▸ Supplied material:
== Segment start ==

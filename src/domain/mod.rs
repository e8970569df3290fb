pub mod billing;

pub use billing::*;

== Segment end ==

▸ What is being asked:
The complete listing is to be repeated word for word.

▸ Solved exercise:
filename src/domain/mod.rs
repository e8970569df3290fb
pub mod billing;

pub use billing::*;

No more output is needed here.